### WHAT TO WORK ON
The answer must consist of the entire listing, repeated exactly.

== Segment start ==

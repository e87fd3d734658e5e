//! Patch layout service: maps patch indices to their valid boxes.
//!
//! Connections are built from a layout and assume it stays unchanged for
//! their lifetime. A regrid produces a new layout and new connections.

use crate::geometry::IndexBox;
use crate::halo_error::HaloError;

/// Read-only access to the valid boxes of a level.
pub trait BoxLayout {
    /// Number of patches.
    fn len(&self) -> usize;

    /// Valid box of patch `i`, or `None` when out of range.
    fn patch_box(&self, i: usize) -> Option<IndexBox>;

    fn is_empty(&self) -> bool {
        self.len() == 0
    }

    /// Valid box of patch `i`, as an error when out of range.
    fn try_patch_box(&self, i: usize) -> Result<IndexBox, HaloError> {
        self.patch_box(i).ok_or(HaloError::UnknownPatch {
            patch: i,
            len: self.len(),
        })
    }

    /// Reject layouts whose valid boxes are empty or overlap.
    fn validate(&self) -> Result<(), HaloError> {
        let boxes = (0..self.len())
            .map(|i| self.try_patch_box(i))
            .collect::<Result<Vec<_>, _>>()?;
        check_disjoint(&boxes)
    }
}

/// Every box non-empty and no two sharing a cell.
pub(crate) fn check_disjoint(boxes: &[IndexBox]) -> Result<(), HaloError> {
    for (a, ba) in boxes.iter().enumerate() {
        if ba.is_empty() {
            return Err(HaloError::EmptyCopyRegion {
                ns: Some(a),
                nd: None,
            });
        }
        for (b, bb) in boxes.iter().enumerate().skip(a + 1) {
            if !ba.intersect(bb).is_empty() {
                return Err(HaloError::OverlappingPatches { a, b });
            }
        }
    }
    Ok(())
}

/// `Vec`-backed layout.
#[derive(Clone, Debug, Default, PartialEq, Eq, serde::Serialize, serde::Deserialize)]
pub struct VecLayout {
    boxes: Vec<IndexBox>,
}

impl VecLayout {
    pub fn new(boxes: Vec<IndexBox>) -> Self {
        Self { boxes }
    }

    /// Split `domain` into tiles of at most `tile` cells per axis.
    pub fn tiled(domain: IndexBox, tile: [usize; 3]) -> Self {
        let mut boxes = Vec::new();
        if domain.is_empty() || tile.contains(&0) {
            return Self { boxes };
        }
        let (lo, hi) = (domain.lo(), domain.hi());
        let mut k = lo[2];
        while k <= hi[2] {
            let mut j = lo[1];
            while j <= hi[1] {
                let mut i = lo[0];
                while i <= hi[0] {
                    let t = IndexBox::from_size([i, j, k], tile);
                    boxes.push(t.intersect(&domain));
                    i += tile[0] as i32;
                }
                j += tile[1] as i32;
            }
            k += tile[2] as i32;
        }
        Self { boxes }
    }

    pub fn boxes(&self) -> &[IndexBox] {
        &self.boxes
    }
}

impl BoxLayout for VecLayout {
    fn len(&self) -> usize {
        self.boxes.len()
    }

    fn patch_box(&self, i: usize) -> Option<IndexBox> {
        self.boxes.get(i).copied()
    }
}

== Segment end ==

### ANSWER TO THIS PROBLEM
repository e87fd3d734658e5e
//! Patch layout service: maps patch indices to their valid boxes.
//!
//! Connections are built from a layout and assume it stays unchanged for
//! their lifetime. A regrid produces a new layout and new connections.

use crate::geometry::IndexBox;
use crate::halo_error::HaloError;

/// Read-only access to the valid boxes of a level.
pub trait BoxLayout {
    /// Number of patches.
    fn len(&self) -> usize;

    /// Valid box of patch `i`, or `None` when out of range.
    fn patch_box(&self, i: usize) -> Option<IndexBox>;

    fn is_empty(&self) -> bool {
        self.len() == 0
    }

    /// Valid box of patch `i`, as an error when out of range.
    fn try_patch_box(&self, i: usize) -> Result<IndexBox, HaloError> {
        self.patch_box(i).ok_or(HaloError::UnknownPatch {
            patch: i,
            len: self.len(),
        })
    }

    /// Reject layouts whose valid boxes are empty or overlap.
    fn validate(&self) -> Result<(), HaloError> {
        let boxes = (0..self.len())
            .map(|i| self.try_patch_box(i))
            .collect::<Result<Vec<_>, _>>()?;
        check_disjoint(&boxes)
    }
}

/// Every box non-empty and no two sharing a cell.
pub(crate) fn check_disjoint(boxes: &[IndexBox]) -> Result<(), HaloError> {
    for (a, ba) in boxes.iter().enumerate() {
        if ba.is_empty() {
            return Err(HaloError::EmptyCopyRegion {
                ns: Some(a),
                nd: None,
            });
        }
        for (b, bb) in boxes.iter().enumerate().skip(a + 1) {
            if !ba.intersect(bb).is_empty() {
                return Err(HaloError::OverlappingPatches { a, b });
            }
        }
    }
    Ok(())
}

/// `Vec`-backed layout.
#[derive(Clone, Debug, Default, PartialEq, Eq, serde::Serialize, serde::Deserialize)]
pub struct VecLayout {
    boxes: Vec<IndexBox>,
}

impl VecLayout {
    pub fn new(boxes: Vec<IndexBox>) -> Self {
        Self { boxes }
    }

    /// Split `domain` into tiles of at most `tile` cells per axis.
    pub fn tiled(domain: IndexBox, tile: [usize; 3]) -> Self {
        let mut boxes = Vec::new();
        if domain.is_empty() || tile.contains(&0) {
            return Self { boxes };
        }
        let (lo, hi) = (domain.lo(), domain.hi());
        let mut k = lo[2];
        while k <= hi[2] {
            let mut j = lo[1];
            while j <= hi[1] {
                let mut i = lo[0];
                while i <= hi[0] {
                    let t = IndexBox::from_size([i, j, k], tile);
                    boxes.push(t.intersect(&domain));
                    i += tile[0] as i32;
                }
                j += tile[1] as i32;
            }
            k += tile[2] as i32;
        }
        Self { boxes }
    }

    pub fn boxes(&self) -> &[IndexBox] {
        &self.boxes
    }
}

impl BoxLayout for VecLayout {
    fn len(&self) -> usize {
        self.boxes.len()
    }

    fn patch_box(&self, i: usize) -> Option<IndexBox> {
        self.boxes.get(i).copied()
    }
}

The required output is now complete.